EXTRACTED RECORDS:
-.-.-
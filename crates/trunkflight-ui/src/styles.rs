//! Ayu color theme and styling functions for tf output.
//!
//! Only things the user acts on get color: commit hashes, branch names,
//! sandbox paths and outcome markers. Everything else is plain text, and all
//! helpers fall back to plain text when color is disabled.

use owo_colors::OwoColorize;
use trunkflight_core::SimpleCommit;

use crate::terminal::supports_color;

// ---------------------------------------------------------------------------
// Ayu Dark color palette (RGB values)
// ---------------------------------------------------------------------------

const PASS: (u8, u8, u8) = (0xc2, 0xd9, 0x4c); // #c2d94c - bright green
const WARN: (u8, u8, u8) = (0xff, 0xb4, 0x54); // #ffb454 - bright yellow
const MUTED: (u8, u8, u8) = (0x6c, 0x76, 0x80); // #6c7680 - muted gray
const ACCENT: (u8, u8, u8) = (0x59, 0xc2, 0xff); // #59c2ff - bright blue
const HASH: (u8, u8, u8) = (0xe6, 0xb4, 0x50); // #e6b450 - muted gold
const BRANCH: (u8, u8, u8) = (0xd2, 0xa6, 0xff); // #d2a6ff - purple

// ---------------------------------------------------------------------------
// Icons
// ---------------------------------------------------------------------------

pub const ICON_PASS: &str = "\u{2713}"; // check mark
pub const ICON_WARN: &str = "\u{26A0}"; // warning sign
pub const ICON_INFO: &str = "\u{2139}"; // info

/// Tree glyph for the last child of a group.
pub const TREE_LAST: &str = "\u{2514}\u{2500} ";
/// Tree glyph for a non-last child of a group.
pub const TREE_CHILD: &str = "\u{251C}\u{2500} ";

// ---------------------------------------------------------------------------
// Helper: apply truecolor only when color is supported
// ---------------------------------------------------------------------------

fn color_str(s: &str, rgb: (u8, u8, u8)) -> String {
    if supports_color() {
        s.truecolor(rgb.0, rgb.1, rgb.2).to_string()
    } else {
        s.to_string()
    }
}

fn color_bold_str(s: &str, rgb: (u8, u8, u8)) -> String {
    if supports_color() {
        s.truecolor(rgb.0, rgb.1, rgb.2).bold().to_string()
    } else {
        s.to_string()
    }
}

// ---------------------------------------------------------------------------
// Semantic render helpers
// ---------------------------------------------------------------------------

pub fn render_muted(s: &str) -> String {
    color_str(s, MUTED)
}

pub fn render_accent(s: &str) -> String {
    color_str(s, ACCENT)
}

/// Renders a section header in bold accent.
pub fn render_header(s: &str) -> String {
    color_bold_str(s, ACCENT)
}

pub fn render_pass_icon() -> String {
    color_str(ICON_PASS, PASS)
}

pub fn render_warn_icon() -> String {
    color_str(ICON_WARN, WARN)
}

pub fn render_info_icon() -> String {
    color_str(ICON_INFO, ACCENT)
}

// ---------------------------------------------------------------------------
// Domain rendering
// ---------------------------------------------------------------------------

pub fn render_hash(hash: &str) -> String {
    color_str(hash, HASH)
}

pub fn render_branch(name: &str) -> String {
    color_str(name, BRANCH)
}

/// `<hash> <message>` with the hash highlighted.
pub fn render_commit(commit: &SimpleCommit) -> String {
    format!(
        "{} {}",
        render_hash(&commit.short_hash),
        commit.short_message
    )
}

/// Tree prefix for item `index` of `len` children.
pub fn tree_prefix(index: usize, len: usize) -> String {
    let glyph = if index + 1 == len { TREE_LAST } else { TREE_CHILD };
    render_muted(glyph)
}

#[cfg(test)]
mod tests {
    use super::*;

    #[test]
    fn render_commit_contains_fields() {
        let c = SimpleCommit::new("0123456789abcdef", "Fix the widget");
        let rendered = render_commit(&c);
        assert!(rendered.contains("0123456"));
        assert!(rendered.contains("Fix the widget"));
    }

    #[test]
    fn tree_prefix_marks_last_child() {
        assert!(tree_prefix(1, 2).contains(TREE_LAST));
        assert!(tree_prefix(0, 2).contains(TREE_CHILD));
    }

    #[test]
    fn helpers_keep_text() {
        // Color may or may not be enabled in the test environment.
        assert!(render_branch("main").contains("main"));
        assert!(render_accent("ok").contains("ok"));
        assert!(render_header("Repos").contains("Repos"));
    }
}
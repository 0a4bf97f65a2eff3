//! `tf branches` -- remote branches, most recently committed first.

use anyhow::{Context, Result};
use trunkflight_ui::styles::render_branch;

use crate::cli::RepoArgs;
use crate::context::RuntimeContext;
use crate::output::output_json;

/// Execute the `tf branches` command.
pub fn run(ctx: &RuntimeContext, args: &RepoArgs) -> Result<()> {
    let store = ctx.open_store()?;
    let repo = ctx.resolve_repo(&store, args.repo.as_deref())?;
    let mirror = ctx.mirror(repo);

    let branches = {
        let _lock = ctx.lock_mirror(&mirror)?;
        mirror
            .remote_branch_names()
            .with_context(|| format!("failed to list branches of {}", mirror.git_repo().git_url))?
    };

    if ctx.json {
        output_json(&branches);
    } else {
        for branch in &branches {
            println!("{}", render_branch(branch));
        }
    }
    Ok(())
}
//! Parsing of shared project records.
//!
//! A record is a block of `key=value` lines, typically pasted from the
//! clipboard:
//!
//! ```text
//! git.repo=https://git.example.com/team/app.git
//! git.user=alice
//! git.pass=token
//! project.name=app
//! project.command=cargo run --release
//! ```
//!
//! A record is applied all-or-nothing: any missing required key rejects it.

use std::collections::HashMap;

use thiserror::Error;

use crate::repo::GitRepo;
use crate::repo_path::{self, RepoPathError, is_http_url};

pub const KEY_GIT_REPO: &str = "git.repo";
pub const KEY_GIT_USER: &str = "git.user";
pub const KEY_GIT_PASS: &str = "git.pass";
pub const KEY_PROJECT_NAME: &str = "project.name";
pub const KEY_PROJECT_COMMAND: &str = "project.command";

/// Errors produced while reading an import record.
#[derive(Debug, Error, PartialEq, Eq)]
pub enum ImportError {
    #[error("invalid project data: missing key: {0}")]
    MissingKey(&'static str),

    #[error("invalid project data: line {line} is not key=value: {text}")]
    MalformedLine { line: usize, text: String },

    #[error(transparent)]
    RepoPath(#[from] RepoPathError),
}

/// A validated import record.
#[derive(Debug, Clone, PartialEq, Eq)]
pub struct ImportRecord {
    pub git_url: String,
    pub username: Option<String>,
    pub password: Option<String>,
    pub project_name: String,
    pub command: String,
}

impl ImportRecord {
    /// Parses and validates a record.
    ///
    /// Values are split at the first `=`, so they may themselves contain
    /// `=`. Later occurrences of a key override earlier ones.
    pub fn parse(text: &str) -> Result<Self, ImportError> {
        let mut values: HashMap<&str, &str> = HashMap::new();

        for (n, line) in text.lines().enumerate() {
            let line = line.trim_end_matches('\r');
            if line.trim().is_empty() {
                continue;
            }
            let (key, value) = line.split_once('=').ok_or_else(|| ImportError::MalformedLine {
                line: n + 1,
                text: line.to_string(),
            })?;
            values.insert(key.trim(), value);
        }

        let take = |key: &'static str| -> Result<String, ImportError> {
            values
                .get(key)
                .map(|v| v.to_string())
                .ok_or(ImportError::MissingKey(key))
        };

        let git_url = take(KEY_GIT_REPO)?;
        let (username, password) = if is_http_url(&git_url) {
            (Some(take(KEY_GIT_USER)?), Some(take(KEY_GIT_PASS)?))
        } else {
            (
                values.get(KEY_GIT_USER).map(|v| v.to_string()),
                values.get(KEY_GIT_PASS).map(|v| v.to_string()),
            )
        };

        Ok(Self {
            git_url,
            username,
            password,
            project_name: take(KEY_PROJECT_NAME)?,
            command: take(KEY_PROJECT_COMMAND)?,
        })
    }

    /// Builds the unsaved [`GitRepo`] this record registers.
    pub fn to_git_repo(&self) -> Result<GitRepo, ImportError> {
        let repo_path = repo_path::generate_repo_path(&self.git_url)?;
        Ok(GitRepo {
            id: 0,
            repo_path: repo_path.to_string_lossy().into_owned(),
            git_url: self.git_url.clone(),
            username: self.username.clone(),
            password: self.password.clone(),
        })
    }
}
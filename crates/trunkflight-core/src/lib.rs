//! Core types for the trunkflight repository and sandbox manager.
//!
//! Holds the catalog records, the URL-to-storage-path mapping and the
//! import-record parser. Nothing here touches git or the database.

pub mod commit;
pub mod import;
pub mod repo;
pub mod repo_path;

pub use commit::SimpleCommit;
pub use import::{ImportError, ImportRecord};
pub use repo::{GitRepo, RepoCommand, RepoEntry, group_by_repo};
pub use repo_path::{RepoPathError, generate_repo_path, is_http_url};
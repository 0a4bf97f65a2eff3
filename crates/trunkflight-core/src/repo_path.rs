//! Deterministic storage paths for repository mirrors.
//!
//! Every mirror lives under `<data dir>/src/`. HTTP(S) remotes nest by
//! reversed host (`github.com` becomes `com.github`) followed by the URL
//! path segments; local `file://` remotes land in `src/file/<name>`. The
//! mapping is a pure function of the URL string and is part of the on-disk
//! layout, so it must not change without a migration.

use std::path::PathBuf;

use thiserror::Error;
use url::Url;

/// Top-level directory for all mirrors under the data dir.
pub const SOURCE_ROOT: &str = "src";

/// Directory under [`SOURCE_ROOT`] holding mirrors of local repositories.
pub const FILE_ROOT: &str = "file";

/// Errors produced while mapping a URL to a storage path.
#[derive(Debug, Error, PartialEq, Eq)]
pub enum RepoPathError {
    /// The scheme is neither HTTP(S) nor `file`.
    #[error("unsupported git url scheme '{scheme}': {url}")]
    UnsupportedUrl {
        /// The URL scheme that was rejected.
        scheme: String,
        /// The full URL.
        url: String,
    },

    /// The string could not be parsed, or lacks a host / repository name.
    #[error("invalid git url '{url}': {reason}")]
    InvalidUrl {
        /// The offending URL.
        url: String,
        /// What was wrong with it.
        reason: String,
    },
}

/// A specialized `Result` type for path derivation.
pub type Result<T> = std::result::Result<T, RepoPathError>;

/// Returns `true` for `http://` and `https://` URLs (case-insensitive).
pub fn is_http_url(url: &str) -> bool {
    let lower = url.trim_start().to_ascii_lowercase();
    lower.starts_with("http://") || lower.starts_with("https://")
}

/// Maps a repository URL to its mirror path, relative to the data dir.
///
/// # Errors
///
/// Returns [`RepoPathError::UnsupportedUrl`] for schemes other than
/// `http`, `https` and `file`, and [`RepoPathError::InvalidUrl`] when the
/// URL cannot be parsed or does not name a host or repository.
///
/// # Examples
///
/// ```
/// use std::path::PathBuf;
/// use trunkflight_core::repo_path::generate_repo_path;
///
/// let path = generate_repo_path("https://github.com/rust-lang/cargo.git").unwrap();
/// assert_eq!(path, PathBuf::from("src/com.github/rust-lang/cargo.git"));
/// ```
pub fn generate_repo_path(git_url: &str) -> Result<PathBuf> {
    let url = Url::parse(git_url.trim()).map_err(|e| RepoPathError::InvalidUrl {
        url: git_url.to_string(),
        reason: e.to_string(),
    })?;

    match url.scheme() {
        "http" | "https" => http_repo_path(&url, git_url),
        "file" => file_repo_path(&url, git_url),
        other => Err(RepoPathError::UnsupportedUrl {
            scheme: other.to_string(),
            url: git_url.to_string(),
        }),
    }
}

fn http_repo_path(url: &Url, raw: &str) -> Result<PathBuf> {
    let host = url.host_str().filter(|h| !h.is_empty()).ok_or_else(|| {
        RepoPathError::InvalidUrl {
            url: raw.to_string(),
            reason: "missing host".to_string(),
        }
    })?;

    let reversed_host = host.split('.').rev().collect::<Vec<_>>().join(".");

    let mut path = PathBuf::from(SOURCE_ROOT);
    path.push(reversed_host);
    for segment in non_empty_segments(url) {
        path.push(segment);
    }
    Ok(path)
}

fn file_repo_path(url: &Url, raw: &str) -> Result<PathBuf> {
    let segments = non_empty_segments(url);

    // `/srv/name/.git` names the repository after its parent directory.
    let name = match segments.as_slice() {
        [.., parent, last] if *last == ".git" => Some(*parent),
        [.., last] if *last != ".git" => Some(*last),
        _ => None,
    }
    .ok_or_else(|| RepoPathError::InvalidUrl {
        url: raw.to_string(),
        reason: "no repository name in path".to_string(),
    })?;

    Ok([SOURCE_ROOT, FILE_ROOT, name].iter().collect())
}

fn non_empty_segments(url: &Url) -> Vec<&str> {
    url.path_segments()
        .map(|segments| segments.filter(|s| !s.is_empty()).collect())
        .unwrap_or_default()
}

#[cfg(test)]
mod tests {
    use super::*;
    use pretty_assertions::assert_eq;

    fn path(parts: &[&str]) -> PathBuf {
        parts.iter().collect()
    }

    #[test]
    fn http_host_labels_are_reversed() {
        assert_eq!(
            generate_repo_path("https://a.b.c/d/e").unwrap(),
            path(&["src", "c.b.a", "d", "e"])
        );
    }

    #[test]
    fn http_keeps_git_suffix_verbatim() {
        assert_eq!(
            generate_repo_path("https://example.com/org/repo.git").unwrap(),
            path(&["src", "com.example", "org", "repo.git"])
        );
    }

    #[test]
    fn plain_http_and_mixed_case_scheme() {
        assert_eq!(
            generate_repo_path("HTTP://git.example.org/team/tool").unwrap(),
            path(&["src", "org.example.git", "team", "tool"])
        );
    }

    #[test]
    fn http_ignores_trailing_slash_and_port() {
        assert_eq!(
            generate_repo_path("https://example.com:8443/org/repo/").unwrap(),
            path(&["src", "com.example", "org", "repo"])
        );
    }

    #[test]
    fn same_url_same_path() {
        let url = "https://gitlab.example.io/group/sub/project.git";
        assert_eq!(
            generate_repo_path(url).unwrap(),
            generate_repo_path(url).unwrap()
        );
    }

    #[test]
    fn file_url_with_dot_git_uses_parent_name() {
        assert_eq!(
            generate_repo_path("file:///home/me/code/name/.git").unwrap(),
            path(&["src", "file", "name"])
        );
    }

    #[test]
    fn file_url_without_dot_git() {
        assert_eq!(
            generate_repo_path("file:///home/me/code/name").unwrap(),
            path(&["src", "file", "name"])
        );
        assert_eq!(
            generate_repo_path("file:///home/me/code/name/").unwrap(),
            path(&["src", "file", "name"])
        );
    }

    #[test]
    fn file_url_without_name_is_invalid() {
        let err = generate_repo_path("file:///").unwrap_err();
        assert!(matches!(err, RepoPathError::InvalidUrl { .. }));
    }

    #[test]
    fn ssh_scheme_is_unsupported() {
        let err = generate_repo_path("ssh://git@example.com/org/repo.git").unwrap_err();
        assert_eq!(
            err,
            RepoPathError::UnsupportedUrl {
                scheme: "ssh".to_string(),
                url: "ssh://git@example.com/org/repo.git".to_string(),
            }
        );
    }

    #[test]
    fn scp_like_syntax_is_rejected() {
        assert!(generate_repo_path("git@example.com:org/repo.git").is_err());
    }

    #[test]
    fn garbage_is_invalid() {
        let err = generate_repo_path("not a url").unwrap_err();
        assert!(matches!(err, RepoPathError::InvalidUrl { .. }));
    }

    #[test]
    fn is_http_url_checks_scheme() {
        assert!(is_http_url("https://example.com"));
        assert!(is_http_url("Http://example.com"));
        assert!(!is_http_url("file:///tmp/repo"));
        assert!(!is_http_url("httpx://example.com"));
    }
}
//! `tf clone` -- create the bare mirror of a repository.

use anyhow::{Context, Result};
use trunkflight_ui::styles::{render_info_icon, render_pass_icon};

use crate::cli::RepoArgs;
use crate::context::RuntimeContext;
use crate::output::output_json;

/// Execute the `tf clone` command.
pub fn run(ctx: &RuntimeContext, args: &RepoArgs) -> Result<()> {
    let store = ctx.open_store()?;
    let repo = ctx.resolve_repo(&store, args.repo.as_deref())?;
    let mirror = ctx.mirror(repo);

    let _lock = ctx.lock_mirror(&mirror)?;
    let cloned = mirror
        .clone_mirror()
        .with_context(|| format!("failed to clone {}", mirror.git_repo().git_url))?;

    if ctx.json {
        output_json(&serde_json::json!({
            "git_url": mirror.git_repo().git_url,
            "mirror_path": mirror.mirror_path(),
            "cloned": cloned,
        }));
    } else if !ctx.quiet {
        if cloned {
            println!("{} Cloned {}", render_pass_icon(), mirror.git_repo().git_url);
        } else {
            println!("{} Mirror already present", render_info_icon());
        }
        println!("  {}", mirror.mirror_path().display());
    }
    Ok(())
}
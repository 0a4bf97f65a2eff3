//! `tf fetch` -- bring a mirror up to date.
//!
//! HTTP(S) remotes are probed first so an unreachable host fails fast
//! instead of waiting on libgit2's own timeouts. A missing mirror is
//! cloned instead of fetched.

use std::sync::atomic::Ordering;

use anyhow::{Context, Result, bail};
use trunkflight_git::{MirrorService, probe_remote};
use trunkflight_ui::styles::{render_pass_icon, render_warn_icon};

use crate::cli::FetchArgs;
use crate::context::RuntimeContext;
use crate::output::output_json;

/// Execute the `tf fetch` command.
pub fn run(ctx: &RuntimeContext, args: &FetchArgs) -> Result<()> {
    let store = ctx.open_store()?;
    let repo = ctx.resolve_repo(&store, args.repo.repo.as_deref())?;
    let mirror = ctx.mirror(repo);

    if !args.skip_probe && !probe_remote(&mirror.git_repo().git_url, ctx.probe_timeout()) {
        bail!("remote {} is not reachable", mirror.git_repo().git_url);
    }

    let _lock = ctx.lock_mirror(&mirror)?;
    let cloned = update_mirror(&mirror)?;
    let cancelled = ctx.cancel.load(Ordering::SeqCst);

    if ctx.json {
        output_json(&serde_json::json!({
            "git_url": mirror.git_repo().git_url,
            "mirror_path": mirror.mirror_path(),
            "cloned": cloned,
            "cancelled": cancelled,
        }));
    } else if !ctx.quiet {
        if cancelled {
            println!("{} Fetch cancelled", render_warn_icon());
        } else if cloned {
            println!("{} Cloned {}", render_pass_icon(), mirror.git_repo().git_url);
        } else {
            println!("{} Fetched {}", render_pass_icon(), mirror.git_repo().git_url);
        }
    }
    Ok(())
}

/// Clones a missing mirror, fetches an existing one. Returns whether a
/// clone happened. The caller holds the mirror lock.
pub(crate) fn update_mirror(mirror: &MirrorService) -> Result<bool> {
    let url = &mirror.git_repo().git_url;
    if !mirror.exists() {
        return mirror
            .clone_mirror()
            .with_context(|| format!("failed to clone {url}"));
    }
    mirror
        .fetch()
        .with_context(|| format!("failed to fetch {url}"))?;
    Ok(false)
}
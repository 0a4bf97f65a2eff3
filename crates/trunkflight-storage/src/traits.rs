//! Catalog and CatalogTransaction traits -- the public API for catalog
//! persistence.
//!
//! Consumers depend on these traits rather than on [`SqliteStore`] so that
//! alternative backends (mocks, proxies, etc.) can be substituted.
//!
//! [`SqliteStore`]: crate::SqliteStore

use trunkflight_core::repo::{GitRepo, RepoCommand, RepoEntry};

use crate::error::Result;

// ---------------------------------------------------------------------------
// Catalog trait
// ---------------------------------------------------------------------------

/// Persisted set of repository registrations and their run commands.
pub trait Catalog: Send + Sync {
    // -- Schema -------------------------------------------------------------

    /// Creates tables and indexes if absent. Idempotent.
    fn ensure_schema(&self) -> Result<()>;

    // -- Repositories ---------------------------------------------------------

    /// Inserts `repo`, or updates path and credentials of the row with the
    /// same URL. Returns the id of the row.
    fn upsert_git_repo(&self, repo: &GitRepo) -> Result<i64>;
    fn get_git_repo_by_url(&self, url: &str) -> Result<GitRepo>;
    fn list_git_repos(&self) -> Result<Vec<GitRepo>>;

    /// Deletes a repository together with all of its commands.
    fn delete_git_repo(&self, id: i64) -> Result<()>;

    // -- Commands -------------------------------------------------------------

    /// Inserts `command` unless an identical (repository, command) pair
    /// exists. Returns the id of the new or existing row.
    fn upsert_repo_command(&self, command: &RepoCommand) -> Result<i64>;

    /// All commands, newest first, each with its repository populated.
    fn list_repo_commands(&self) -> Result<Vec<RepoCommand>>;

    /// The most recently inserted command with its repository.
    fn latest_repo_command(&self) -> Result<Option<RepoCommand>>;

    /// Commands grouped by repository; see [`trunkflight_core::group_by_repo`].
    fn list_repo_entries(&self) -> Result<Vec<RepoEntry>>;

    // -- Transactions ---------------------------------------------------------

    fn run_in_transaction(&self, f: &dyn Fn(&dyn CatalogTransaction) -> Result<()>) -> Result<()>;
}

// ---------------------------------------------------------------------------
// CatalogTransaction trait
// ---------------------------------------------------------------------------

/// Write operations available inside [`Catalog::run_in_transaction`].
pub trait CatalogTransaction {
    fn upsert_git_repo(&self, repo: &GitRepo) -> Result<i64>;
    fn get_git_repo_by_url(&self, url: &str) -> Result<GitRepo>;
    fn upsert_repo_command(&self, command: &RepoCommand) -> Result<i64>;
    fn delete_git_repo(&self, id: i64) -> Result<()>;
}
-.-.-
EXERCISE: Whenever a line of the data includes "lines", copy that line.

FINAL ANSWER:
//! A record is a block of `key=value` lines, typically pasted from the
        for (n, line) in text.lines().enumerate() {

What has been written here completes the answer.